On May 13, the Department’s Office for Civil Rights (OCR) issued a joint “Dear Colleague” letter with the Department of Justice. The letter asserted that Title IX’s sex discrimination ban requires schools to permit students who identify as members of the opposite sex full access to sex-specific activities and facilities, including locker rooms, restrooms, showers, housing (including overnight accommodations), and athletic teams.
The letter makes explicit what OCR has already implicitly required. For example, in December 2015, OCR settled a case in Illinois in favor of a biological male who presented himself as a girl.

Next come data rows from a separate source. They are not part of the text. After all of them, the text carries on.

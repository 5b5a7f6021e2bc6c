pub mod raw;

use std::{
    fs::File,
    io,
    path::Path,
};

use crate::{
    config::CsvColumns,
    error::{DedupError, Result},
    preprocess::{token::TokenSet, tokenizer::Tokenizer, Preprocessor},
};

/// Reference corpus
/// ordered (original text, token set) pairs
///
/// Position is the entry's identity: duplicate pairs and ranked hits are
/// reported as row indices into this structure.
#[derive(Debug, Clone, Default, PartialEq)]
pub struct Corpus {
    texts: Vec<String>,
    token_sets: Vec<TokenSet>,
}

impl Corpus {
    pub fn new() -> Self {
        Self::default()
    }

    pub fn push<S: Into<String>>(&mut self, text: S, tokens: TokenSet) {
        self.texts.push(text.into());
        self.token_sets.push(tokens);
    }

    #[inline]
    pub fn len(&self) -> usize {
        self.texts.len()
    }

    #[inline]
    pub fn is_empty(&self) -> bool {
        self.texts.is_empty()
    }

    pub fn texts(&self) -> &[String] {
        &self.texts
    }

    pub fn token_sets(&self) -> &[TokenSet] {
        &self.token_sets
    }

    pub fn text(&self, index: usize) -> Option<&str> {
        self.texts.get(index).map(String::as_str)
    }

    pub fn get(&self, index: usize) -> Option<(&str, &TokenSet)> {
        Some((self.texts.get(index)?.as_str(), self.token_sets.get(index)?))
    }

    pub fn iter(&self) -> impl Iterator<Item = (&str, &TokenSet)> {
        self.texts.iter().map(String::as_str).zip(self.token_sets.iter())
    }

    /// Batch path: preprocess every non-blank text.
    ///
    /// # Arguments
    /// * `preprocessor` - same instance the query path uses
    /// * `texts` - raw question texts
    pub fn from_raw_texts<T, I, S>(preprocessor: &Preprocessor<T>, texts: I) -> Self
    where
        T: Tokenizer,
        I: IntoIterator<Item = S>,
        S: AsRef<str>,
    {
        let mut corpus = Corpus::new();
        let mut skipped = 0usize;
        for text in texts {
            let text = text.as_ref().trim();
            if text.is_empty() {
                skipped += 1;
                continue;
            }
            corpus.push(text, preprocessor.preprocess(text));
        }
        if skipped > 0 {
            tracing::warn!("skipped {} blank rows", skipped);
        }
        tracing::info!("preprocessed {} texts", corpus.len());
        corpus
    }

    /// Load a words-set CSV.
    ///
    /// # Errors
    /// * `ResourceMissing` - file does not exist
    /// * `Vectorization` - malformed CSV or missing column
    pub fn load_csv<P: AsRef<Path>>(path: P, columns: &CsvColumns) -> Result<Self> {
        let path = path.as_ref();
        let file = open_resource(path)?;
        let corpus = Self::from_reader(file, columns)?;
        tracing::info!("loaded {} corpus entries from {}", corpus.len(), path.display());
        Ok(corpus)
    }

    pub fn from_reader<R: io::Read>(reader: R, columns: &CsvColumns) -> Result<Self> {
        let mut rdr = csv_reader(reader);
        let headers = rdr.headers()?.clone();
        let question = column_index(&headers, &columns.question)?;
        let tokens = column_index(&headers, &columns.tokens)?;

        let mut corpus = Corpus::new();
        for record in rdr.records() {
            let record = record?;
            let text = record.get(question).unwrap_or("");
            let joined = record.get(tokens).unwrap_or("");
            if text.is_empty() && joined.is_empty() {
                continue;
            }
            corpus.push(text, TokenSet::parse(joined));
        }
        Ok(corpus)
    }

    /// Write as a words-set CSV (tokens space-joined).
    pub fn write_csv<P: AsRef<Path>>(&self, path: P, columns: &CsvColumns) -> Result<()> {
        let path = path.as_ref();
        if let Some(parent) = path.parent().filter(|p| !p.as_os_str().is_empty()) {
            std::fs::create_dir_all(parent)?;
        }
        self.to_writer(File::create(path)?, columns)?;
        tracing::info!("wrote {} entries to {}", self.len(), path.display());
        Ok(())
    }

    pub fn to_writer<W: io::Write>(&self, writer: W, columns: &CsvColumns) -> Result<()> {
        let mut wtr = csv::Writer::from_writer(writer);
        wtr.write_record([columns.question.as_str(), columns.tokens.as_str()])?;
        for (text, tokens) in self.iter() {
            wtr.write_record([text, tokens.render().as_str()])?;
        }
        wtr.flush()?;
        Ok(())
    }
}

pub(crate) fn open_resource(path: &Path) -> Result<File> {
    File::open(path).map_err(|e| match e.kind() {
        io::ErrorKind::NotFound => DedupError::ResourceMissing { path: path.to_path_buf() },
        _ => DedupError::Io(e),
    })
}

pub(crate) fn csv_reader<R: io::Read>(reader: R) -> csv::Reader<R> {
    csv::ReaderBuilder::new()
        .has_headers(true)
        .flexible(true)
        .trim(csv::Trim::All)
        .from_reader(reader)
}

/// ヘッダー名の余計な空白・BOM・`"` を除去
pub(crate) fn clean_header(name: &str) -> String {
    name.trim_start_matches('\u{feff}').replace('"', "").trim().to_string()
}

pub(crate) fn column_index(headers: &csv::StringRecord, name: &str) -> Result<usize> {
    headers
        .iter()
        .position(|h| clean_header(h) == name)
        .ok_or_else(|| {
            DedupError::Vectorization(format!(
                "column '{}' not found in CSV header {:?}",
                name,
                headers.iter().map(clean_header).collect::<Vec<_>>()
            ))
        })
}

The settlement agreement required the school to grant the student access to the girls’ locker rooms and install privacy curtains for the student (based on his desire to use them; this was not a binding requirement) and any others who wanted more privacy.
This was done without regard for the privacy and comfort of the female students affected, and despite the school’s earlier attempt to accommodate the male student in other ways. They had already allowed him to use girls’ bathrooms and play on girls’ sports teams and offered him the use of a private locker room (which he was free to invite his friends to share so he wouldn’t have to be alone).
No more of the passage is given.